INPUT:
━━━━━━━━━━━━━━━━━━━━

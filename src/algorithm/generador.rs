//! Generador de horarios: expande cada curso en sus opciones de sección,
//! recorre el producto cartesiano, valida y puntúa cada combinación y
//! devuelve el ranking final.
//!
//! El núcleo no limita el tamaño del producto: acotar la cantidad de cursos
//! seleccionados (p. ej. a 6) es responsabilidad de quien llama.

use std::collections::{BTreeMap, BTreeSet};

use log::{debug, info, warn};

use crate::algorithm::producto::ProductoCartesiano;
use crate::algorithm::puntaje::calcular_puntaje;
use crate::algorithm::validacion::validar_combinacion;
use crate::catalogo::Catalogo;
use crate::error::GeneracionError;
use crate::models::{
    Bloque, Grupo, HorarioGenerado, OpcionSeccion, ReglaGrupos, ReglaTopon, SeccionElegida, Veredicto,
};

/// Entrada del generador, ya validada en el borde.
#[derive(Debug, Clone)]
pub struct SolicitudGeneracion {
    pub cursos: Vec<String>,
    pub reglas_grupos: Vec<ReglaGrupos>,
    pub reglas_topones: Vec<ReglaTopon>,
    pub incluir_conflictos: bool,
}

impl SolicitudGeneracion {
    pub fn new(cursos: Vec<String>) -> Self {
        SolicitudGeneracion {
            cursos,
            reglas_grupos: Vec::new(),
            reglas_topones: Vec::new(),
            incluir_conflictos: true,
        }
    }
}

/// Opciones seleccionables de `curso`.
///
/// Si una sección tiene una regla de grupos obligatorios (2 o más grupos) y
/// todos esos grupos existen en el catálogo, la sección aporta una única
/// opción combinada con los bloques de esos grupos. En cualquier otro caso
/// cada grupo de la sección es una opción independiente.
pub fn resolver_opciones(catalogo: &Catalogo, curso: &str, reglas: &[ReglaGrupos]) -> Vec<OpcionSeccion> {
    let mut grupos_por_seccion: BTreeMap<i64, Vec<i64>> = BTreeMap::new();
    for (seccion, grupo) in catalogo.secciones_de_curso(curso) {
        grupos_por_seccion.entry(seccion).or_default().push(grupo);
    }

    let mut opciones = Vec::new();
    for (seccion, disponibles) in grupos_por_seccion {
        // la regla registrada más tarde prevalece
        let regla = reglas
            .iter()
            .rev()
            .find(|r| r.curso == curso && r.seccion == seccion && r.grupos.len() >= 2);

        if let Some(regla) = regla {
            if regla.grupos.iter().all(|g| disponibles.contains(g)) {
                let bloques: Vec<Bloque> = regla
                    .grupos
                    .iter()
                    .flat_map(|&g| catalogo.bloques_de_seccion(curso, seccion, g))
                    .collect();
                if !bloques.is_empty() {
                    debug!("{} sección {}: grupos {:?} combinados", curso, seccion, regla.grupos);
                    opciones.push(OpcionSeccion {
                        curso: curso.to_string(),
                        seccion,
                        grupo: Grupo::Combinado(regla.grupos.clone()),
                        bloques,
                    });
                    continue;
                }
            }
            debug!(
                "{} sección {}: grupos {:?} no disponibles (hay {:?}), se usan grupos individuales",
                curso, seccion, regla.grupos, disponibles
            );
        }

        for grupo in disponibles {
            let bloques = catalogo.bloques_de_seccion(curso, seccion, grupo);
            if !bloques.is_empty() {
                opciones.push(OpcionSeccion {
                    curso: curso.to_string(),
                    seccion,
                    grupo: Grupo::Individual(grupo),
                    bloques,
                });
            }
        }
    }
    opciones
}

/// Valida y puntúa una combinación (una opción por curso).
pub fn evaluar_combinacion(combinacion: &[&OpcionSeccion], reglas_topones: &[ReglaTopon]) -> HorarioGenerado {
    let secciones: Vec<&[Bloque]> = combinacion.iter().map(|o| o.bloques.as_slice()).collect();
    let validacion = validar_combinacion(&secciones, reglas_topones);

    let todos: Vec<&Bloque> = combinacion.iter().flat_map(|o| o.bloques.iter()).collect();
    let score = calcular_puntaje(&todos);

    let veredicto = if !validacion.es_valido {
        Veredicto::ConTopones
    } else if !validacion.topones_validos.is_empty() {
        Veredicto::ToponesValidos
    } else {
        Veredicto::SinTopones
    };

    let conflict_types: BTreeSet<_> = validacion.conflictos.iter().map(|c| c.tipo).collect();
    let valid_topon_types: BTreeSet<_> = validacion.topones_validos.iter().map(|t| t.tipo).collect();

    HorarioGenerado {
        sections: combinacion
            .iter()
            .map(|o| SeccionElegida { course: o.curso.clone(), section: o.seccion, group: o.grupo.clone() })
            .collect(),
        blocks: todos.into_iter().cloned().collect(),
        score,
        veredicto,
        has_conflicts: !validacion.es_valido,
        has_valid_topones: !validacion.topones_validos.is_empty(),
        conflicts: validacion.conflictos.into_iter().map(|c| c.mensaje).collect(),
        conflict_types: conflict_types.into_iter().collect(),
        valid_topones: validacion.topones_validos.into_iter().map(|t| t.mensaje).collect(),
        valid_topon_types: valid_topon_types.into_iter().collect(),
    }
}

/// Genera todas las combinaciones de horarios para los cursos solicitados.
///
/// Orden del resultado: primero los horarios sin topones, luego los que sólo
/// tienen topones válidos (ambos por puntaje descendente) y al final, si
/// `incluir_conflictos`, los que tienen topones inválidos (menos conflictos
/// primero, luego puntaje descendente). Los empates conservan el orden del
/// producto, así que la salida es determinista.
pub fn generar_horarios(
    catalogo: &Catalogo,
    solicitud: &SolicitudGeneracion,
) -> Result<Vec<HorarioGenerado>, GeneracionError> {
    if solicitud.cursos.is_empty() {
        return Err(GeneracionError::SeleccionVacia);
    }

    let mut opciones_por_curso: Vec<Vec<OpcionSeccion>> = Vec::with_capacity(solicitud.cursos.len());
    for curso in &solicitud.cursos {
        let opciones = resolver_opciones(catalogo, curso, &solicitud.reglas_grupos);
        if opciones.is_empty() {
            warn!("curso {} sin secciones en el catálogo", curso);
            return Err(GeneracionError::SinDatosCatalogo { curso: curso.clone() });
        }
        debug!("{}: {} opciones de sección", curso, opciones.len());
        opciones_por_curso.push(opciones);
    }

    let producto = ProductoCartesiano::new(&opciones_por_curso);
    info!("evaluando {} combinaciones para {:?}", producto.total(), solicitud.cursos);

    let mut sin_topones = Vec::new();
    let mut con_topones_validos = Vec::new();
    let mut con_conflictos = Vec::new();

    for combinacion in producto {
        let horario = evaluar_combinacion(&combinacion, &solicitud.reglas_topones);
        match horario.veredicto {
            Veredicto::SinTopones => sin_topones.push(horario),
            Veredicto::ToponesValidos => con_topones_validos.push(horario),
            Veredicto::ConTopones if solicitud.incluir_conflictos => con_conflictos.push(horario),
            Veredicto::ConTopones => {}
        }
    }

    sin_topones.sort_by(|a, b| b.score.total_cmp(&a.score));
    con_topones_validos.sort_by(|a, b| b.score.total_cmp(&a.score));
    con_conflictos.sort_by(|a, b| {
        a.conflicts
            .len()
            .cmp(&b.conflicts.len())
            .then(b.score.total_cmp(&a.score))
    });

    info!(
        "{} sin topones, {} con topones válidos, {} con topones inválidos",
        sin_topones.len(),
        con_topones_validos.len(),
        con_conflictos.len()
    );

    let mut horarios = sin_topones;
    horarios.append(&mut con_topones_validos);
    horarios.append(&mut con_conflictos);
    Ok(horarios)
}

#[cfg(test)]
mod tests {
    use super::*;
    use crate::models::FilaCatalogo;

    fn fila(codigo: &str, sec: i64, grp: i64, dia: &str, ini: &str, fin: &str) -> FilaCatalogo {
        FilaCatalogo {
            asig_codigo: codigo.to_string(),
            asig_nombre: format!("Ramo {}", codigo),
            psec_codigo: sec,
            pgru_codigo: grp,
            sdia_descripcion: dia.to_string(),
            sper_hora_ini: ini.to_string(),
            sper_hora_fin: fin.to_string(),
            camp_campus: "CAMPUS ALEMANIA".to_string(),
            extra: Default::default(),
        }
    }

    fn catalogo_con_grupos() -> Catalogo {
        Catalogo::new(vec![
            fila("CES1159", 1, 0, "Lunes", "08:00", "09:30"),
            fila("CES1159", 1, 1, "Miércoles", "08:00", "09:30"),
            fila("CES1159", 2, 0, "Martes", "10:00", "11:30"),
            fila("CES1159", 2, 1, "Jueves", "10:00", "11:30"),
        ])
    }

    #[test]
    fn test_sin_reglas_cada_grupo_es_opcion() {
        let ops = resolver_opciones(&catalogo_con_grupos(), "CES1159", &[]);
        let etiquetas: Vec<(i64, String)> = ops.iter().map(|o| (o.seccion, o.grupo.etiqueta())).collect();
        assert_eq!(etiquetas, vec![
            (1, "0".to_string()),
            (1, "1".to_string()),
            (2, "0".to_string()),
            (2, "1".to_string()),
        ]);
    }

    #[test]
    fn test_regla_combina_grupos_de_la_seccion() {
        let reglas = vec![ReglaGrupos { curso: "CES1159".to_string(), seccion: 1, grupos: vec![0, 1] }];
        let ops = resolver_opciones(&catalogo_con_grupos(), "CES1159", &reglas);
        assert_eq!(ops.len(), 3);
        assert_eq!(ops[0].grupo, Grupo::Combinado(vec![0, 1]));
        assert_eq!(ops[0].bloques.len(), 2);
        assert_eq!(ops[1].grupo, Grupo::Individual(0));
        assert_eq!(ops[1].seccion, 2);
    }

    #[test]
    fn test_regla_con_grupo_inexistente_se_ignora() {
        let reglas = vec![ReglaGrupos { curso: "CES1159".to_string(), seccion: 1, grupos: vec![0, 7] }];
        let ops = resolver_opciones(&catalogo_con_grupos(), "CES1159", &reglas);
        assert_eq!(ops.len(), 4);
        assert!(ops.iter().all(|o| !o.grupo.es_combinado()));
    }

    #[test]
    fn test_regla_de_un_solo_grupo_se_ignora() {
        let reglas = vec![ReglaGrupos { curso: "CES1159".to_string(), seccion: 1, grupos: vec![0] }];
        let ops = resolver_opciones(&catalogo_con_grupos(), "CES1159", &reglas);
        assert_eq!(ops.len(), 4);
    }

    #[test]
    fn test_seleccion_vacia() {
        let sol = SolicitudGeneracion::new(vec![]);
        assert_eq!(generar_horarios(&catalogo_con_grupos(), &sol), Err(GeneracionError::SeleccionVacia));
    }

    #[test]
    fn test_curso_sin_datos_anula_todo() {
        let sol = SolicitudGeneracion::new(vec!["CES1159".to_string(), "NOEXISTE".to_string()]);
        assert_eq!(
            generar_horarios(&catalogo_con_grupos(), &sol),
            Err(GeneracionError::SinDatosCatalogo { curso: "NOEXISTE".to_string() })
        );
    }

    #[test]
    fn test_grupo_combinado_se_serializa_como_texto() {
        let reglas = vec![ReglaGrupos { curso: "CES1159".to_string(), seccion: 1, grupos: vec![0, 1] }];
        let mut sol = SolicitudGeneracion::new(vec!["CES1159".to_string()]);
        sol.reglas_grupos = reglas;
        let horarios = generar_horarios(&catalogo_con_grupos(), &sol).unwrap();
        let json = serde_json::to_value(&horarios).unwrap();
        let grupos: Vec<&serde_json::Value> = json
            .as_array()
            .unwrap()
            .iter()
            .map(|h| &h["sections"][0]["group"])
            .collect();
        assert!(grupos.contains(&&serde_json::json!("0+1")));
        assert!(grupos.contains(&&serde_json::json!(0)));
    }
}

━━━━━━━━━━━━━━━━━━━━

PROBLEM DESCRIPTION: From the very first line of the records down to the line with "cualquier otro caso", please write out each line exactly, including both ends and no other lines.

REPLY:
filename src/algorithm/generador.rs
//! Generador de horarios: expande cada curso en sus opciones de sección,
//! recorre el producto cartesiano, valida y puntúa cada combinación y
//! devuelve el ranking final.
//!
//! El núcleo no limita el tamaño del producto: acotar la cantidad de cursos
//! seleccionados (p. ej. a 6) es responsabilidad de quien llama.

use std::collections::{BTreeMap, BTreeSet};

use log::{debug, info, warn};

use crate::algorithm::producto::ProductoCartesiano;
use crate::algorithm::puntaje::calcular_puntaje;
use crate::algorithm::validacion::validar_combinacion;
use crate::catalogo::Catalogo;
use crate::error::GeneracionError;
use crate::models::{
    Bloque, Grupo, HorarioGenerado, OpcionSeccion, ReglaGrupos, ReglaTopon, SeccionElegida, Veredicto,
};

/// Entrada del generador, ya validada en el borde.
#[derive(Debug, Clone)]
pub struct SolicitudGeneracion {
    pub cursos: Vec<String>,
    pub reglas_grupos: Vec<ReglaGrupos>,
    pub reglas_topones: Vec<ReglaTopon>,
    pub incluir_conflictos: bool,
}

impl SolicitudGeneracion {
    pub fn new(cursos: Vec<String>) -> Self {
        SolicitudGeneracion {
            cursos,
            reglas_grupos: Vec::new(),
            reglas_topones: Vec::new(),
            incluir_conflictos: true,
        }
    }
}

/// Opciones seleccionables de `curso`.
///
/// Si una sección tiene una regla de grupos obligatorios (2 o más grupos) y
/// todos esos grupos existen en el catálogo, la sección aporta una única
/// opción combinada con los bloques de esos grupos. En cualquier otro caso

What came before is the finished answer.